Litha menyandarkan kepalanya di bahu adiknya, masih terisak melihat tubuh almarhumah ibunya dikubur tanah. Ninda yang mendengarnya sangat iba, betapa terpukul sahabatnya ditinggal pergi Sang Ibu.


"Nia, aku kok lihat Ibu di bawah pohon itu, dia tersenyum pada kita. Nia, kau lihat tidak?"


Vania mengikuti arah yang ditunjuk Litha. Tidak ada apa-apa di sana.


"Tidak ada, Kak. Kak Litha hanya berhalusinasi karena terlalu sedih jadi Kakak seperti melihat Ibu. Ayo, Kak, kita pulang saja. Kakak harus istirahat."
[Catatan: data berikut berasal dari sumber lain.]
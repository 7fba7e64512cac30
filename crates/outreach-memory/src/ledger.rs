//! Message ledger: which inbound messages each contact has already had handled.
//!
//! Transports return the whole rendered chat on every poll, so "new" means
//! "not yet in this contact's seen set". Identifiers are retained up to a cap
//! (oldest evicted first); the cap is raised to the largest snapshot seen for
//! the contact so visible history can never fall out of the set.

use outreach_core::{message::ChatMessage, Contact};
use std::collections::{HashMap, HashSet, VecDeque};

#[derive(Debug, Default)]
struct LedgerEntry {
    seen: HashSet<String>,
    /// Insertion order of `seen`, oldest first.
    order: VecDeque<String>,
    /// Effective retention: max(cap, largest snapshot observed).
    retain: usize,
    initialized: bool,
}

impl LedgerEntry {
    fn new(cap: usize) -> Self {
        Self {
            retain: cap,
            ..Default::default()
        }
    }

    fn insert(&mut self, id: &str) {
        if !self.seen.insert(id.to_string()) {
            return;
        }
        self.order.push_back(id.to_string());
        while self.order.len() > self.retain {
            if let Some(oldest) = self.order.pop_front() {
                self.seen.remove(&oldest);
            }
        }
    }

    fn observe_snapshot(&mut self, len: usize) {
        if len > self.retain {
            self.retain = len;
        }
    }
}

/// Per-contact sets of seen message identifiers.
#[derive(Debug)]
pub struct MessageLedger {
    cap: usize,
    entries: HashMap<Contact, LedgerEntry>,
}

impl MessageLedger {
    pub fn new(cap: usize) -> Self {
        Self {
            cap: cap.max(1),
            entries: HashMap::new(),
        }
    }

    fn entry(&mut self, contact: &Contact) -> &mut LedgerEntry {
        let cap = self.cap;
        self.entries
            .entry(contact.clone())
            .or_insert_with(|| LedgerEntry::new(cap))
    }

    /// Record `message_id` as handled. Idempotent.
    pub fn mark_seen(&mut self, contact: &Contact, message_id: &str) {
        self.entry(contact).insert(message_id);
    }

    /// Return the messages of `candidates` whose IDs are not yet seen, in input order.
    ///
    /// `candidates` is the full visible snapshot (already-read history
    /// included). Repeated IDs within the snapshot are returned once. Nothing
    /// is marked seen here; callers mark each message as they handle it.
    pub fn filter_new(&mut self, contact: &Contact, candidates: &[ChatMessage]) -> Vec<ChatMessage> {
        let entry = self.entry(contact);
        entry.observe_snapshot(candidates.len());

        let mut returned: HashSet<&str> = HashSet::new();
        candidates
            .iter()
            .filter(|m| !entry.seen.contains(&m.id) && returned.insert(m.id.as_str()))
            .cloned()
            .collect()
    }

    /// Mark every message of the current snapshot as seen without returning any.
    ///
    /// Called when monitoring starts for a contact so historical messages are
    /// never answered as if new. Calling it again only adds IDs.
    pub fn initialize(&mut self, contact: &Contact, snapshot: &[ChatMessage]) {
        let entry = self.entry(contact);
        entry.observe_snapshot(snapshot.len());
        for msg in snapshot {
            entry.insert(&msg.id);
        }
        entry.initialized = true;
    }

    /// Whether [`initialize`](Self::initialize) has run for this contact.
    pub fn is_initialized(&self, contact: &Contact) -> bool {
        self.entries
            .get(contact)
            .map(|e| e.initialized)
            .unwrap_or(false)
    }

    pub fn is_seen(&self, contact: &Contact, message_id: &str) -> bool {
        self.entries
            .get(contact)
            .map(|e| e.seen.contains(message_id))
            .unwrap_or(false)
    }

    /// Number of IDs currently retained for a contact.
    pub fn seen_count(&self, contact: &Contact) -> usize {
        self.entries.get(contact).map(|e| e.seen.len()).unwrap_or(0)
    }

    /// Drop all state for a contact.
    pub fn forget(&mut self, contact: &Contact) {
        self.entries.remove(contact);
    }
}

#[cfg(test)]
mod tests {
    use super::*;
    use outreach_core::message::Direction;

    fn contact() -> Contact {
        Contact::from_canonical("+966501234567")
    }

    fn msg(id: &str) -> ChatMessage {
        ChatMessage::new(id, format!("text of {id}"), Direction::In)
    }

    #[test]
    fn test_initialize_then_filter_is_empty() {
        let mut ledger = MessageLedger::new(100);
        let snapshot = vec![msg("a"), msg("b"), msg("c")];
        ledger.initialize(&contact(), &snapshot);
        assert!(ledger.filter_new(&contact(), &snapshot).is_empty());
        assert!(ledger.filter_new(&contact(), &snapshot).is_empty());
        assert!(ledger.is_initialized(&contact()));
    }

    #[test]
    fn test_filter_preserves_order() {
        let mut ledger = MessageLedger::new(100);
        ledger.initialize(&contact(), &[msg("old")]);
        let snapshot = vec![msg("old"), msg("m1"), msg("m2"), msg("m3")];
        let ids: Vec<_> = ledger
            .filter_new(&contact(), &snapshot)
            .into_iter()
            .map(|m| m.id)
            .collect();
        assert_eq!(ids, vec!["m1", "m2", "m3"]);
    }

    #[test]
    fn test_filter_does_not_mark() {
        let mut ledger = MessageLedger::new(100);
        let snapshot = vec![msg("m1")];
        assert_eq!(ledger.filter_new(&contact(), &snapshot).len(), 1);
        assert_eq!(ledger.filter_new(&contact(), &snapshot).len(), 1);
        ledger.mark_seen(&contact(), "m1");
        assert!(ledger.filter_new(&contact(), &snapshot).is_empty());
    }

    #[test]
    fn test_duplicate_ids_in_snapshot() {
        let mut ledger = MessageLedger::new(100);
        let snapshot = vec![msg("a"), msg("a"), msg("b")];
        let new = ledger.filter_new(&contact(), &snapshot);
        assert_eq!(new.len(), 2);

        ledger.initialize(&contact(), &snapshot);
        assert_eq!(ledger.seen_count(&contact()), 2);
    }

    #[test]
    fn test_empty_snapshot_is_noop() {
        let mut ledger = MessageLedger::new(100);
        ledger.initialize(&contact(), &[]);
        assert_eq!(ledger.seen_count(&contact()), 0);
        assert!(ledger.filter_new(&contact(), &[]).is_empty());
    }

    #[test]
    fn test_mark_seen_idempotent() {
        let mut ledger = MessageLedger::new(100);
        ledger.mark_seen(&contact(), "x");
        ledger.mark_seen(&contact(), "x");
        assert_eq!(ledger.seen_count(&contact()), 1);
    }

    #[test]
    fn test_initialize_twice_is_harmless() {
        let mut ledger = MessageLedger::new(100);
        let snapshot = vec![msg("a"), msg("b")];
        ledger.initialize(&contact(), &snapshot);
        ledger.initialize(&contact(), &snapshot);
        assert_eq!(ledger.seen_count(&contact()), 2);
        assert!(ledger.filter_new(&contact(), &snapshot).is_empty());
    }

    #[test]
    fn test_eviction_drops_oldest() {
        let mut ledger = MessageLedger::new(3);
        for id in ["a", "b", "c", "d"] {
            ledger.mark_seen(&contact(), id);
        }
        assert_eq!(ledger.seen_count(&contact()), 3);
        assert!(!ledger.is_seen(&contact(), "a"));
        assert!(ledger.is_seen(&contact(), "d"));
    }

    #[test]
    fn test_large_snapshot_raises_retention() {
        let mut ledger = MessageLedger::new(3);
        let snapshot: Vec<_> = (0..10).map(|i| msg(&format!("h{i}"))).collect();
        ledger.initialize(&contact(), &snapshot);
        assert_eq!(ledger.seen_count(&contact()), 10);
        assert!(ledger.filter_new(&contact(), &snapshot).is_empty());
    }

    #[test]
    fn test_contacts_are_independent() {
        let mut ledger = MessageLedger::new(100);
        let other = Contact::from_canonical("+33631055810");
        ledger.initialize(&contact(), &[msg("a")]);
        assert_eq!(ledger.filter_new(&other, &[msg("a")]).len(), 1);
        assert!(!ledger.is_initialized(&other));

        ledger.forget(&contact());
        assert!(!ledger.is_initialized(&contact()));
    }
}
Vania memeluk bahu kakaknya dan mengajak pulang. Sementara Paman Tino dan Bibi Rima sibuk menaburkan bunga, membenahi papan nisan dan lainnya.


"Nia ... kenapa pandanganku berputar ...."


Seketika Litha jatuh di pelukan adiknya. ia pingsan ketiga kalinya. Ninda panik, terlebih melihat darah segar yang mengalir di betis Litha.


"Litha...."


"Kak..."


Tanpa menunggu Pak Sas yang berjaga di barisan paling belakang langsung berlari ke depan, melihat Nyonya Mudanya jatuh di pelukan Vania. Paman Tino dan Bibi Rima juga kaget setengah mati, keduanya dilanda kepanikan ketika melihat darah di betis Litha.


Pak Sas mengangkat tubuh ringkih Litha dan berlari membawanya ke mobil, Ninda, Bibi dan Vania ikut ke rumah sakit sedangkan Paman Tino masih harus mengurus sisa - sisa pemakaman.


...🍀🍀🍀🍀🍀🍀🍀...


Rayyendra terduduk lemas setelah mengetahui istrinya hamil. Hati dan otaknya bertubi-tubi mengutuki dirinya. Dirinya yang egois, bergengsi besar, tidak peka dan bodoh.

__ADS_1


Ia teringat kembali tadi malam saat ia akan tidur. Di kepalanya selalu terngiang ucapan Litha, "


Aku trauma dengan kamar ini, isinya juga orangnya.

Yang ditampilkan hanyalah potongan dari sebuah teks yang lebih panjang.